━━ Data extracts

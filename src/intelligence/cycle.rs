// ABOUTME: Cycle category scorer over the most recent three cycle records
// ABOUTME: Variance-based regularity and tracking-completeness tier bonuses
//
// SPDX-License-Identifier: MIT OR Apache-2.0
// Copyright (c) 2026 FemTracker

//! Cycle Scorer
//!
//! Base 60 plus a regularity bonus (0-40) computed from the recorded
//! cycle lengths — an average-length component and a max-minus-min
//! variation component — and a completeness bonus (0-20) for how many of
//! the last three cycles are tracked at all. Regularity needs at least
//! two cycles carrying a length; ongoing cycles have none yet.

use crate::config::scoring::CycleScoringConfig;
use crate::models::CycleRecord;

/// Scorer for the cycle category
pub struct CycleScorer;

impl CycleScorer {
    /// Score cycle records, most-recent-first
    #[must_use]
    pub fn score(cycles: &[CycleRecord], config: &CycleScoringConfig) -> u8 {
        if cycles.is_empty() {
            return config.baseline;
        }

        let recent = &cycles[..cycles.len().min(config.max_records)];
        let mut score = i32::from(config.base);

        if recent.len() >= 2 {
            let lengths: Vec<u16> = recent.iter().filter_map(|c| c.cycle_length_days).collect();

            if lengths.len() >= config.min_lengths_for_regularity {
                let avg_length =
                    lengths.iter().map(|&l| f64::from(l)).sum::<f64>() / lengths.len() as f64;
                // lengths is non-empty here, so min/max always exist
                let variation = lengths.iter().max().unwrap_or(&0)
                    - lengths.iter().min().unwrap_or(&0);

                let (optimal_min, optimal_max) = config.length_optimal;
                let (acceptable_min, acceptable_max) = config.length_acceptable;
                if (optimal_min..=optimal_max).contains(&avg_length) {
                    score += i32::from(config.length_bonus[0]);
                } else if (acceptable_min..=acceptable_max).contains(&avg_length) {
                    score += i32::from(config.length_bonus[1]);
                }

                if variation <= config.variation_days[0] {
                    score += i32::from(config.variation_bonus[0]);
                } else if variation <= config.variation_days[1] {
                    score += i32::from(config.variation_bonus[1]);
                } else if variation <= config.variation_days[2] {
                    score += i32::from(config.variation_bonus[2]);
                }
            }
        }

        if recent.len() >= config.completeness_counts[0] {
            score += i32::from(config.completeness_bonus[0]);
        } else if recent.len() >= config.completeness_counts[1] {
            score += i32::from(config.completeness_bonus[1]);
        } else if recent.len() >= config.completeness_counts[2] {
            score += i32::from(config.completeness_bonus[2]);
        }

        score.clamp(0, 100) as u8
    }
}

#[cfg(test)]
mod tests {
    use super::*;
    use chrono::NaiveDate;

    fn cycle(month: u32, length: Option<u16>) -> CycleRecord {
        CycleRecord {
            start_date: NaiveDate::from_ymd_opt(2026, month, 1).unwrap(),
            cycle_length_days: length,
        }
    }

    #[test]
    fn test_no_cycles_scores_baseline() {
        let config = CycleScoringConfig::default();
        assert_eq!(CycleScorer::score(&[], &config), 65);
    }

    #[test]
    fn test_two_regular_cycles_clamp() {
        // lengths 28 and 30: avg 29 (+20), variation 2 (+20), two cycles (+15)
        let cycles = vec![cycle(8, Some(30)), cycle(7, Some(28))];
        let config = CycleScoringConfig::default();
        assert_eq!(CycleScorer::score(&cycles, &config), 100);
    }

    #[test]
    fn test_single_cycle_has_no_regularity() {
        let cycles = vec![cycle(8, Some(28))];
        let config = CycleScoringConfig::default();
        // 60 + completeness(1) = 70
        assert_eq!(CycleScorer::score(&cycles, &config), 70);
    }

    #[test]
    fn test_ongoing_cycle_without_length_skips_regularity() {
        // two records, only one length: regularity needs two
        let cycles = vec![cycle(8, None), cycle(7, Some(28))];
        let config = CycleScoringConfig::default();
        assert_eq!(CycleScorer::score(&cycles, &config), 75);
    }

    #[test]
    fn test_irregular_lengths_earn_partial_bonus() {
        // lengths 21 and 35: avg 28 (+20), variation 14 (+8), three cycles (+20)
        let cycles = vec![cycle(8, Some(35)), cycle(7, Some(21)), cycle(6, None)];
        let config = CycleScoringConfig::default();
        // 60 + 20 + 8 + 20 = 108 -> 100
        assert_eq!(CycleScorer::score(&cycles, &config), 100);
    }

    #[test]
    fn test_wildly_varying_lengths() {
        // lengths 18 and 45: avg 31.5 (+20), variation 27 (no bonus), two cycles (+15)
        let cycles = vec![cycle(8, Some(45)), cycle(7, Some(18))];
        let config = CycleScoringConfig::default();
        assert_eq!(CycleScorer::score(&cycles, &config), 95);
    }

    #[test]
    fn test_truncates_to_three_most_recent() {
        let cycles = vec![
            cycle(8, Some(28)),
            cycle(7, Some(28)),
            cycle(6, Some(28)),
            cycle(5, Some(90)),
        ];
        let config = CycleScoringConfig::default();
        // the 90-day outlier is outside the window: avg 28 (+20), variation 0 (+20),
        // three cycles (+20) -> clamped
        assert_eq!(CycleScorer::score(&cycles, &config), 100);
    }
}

━━━━

> _What to produce_
What you should output is every line of the records above, from the first through the line containing "let lengths: Vec<u16>", unchanged.

> _Written solution_
filename src/intelligence/cycle.rs
// ABOUTME: Cycle category scorer over the most recent three cycle records
// ABOUTME: Variance-based regularity and tracking-completeness tier bonuses
//
// SPDX-License-Identifier: MIT OR Apache-2.0
// Copyright (c) 2026 FemTracker

//! Cycle Scorer
//!
//! Base 60 plus a regularity bonus (0-40) computed from the recorded
//! cycle lengths — an average-length component and a max-minus-min
//! variation component — and a completeness bonus (0-20) for how many of
//! the last three cycles are tracked at all. Regularity needs at least
//! two cycles carrying a length; ongoing cycles have none yet.

use crate::config::scoring::CycleScoringConfig;
use crate::models::CycleRecord;

/// Scorer for the cycle category
pub struct CycleScorer;

impl CycleScorer {
    /// Score cycle records, most-recent-first
    #[must_use]
    pub fn score(cycles: &[CycleRecord], config: &CycleScoringConfig) -> u8 {
        if cycles.is_empty() {
            return config.baseline;
        }

        let recent = &cycles[..cycles.len().min(config.max_records)];
        let mut score = i32::from(config.base);

        if recent.len() >= 2 {
            let lengths: Vec<u16> = recent.iter().filter_map(|c| c.cycle_length_days).collect();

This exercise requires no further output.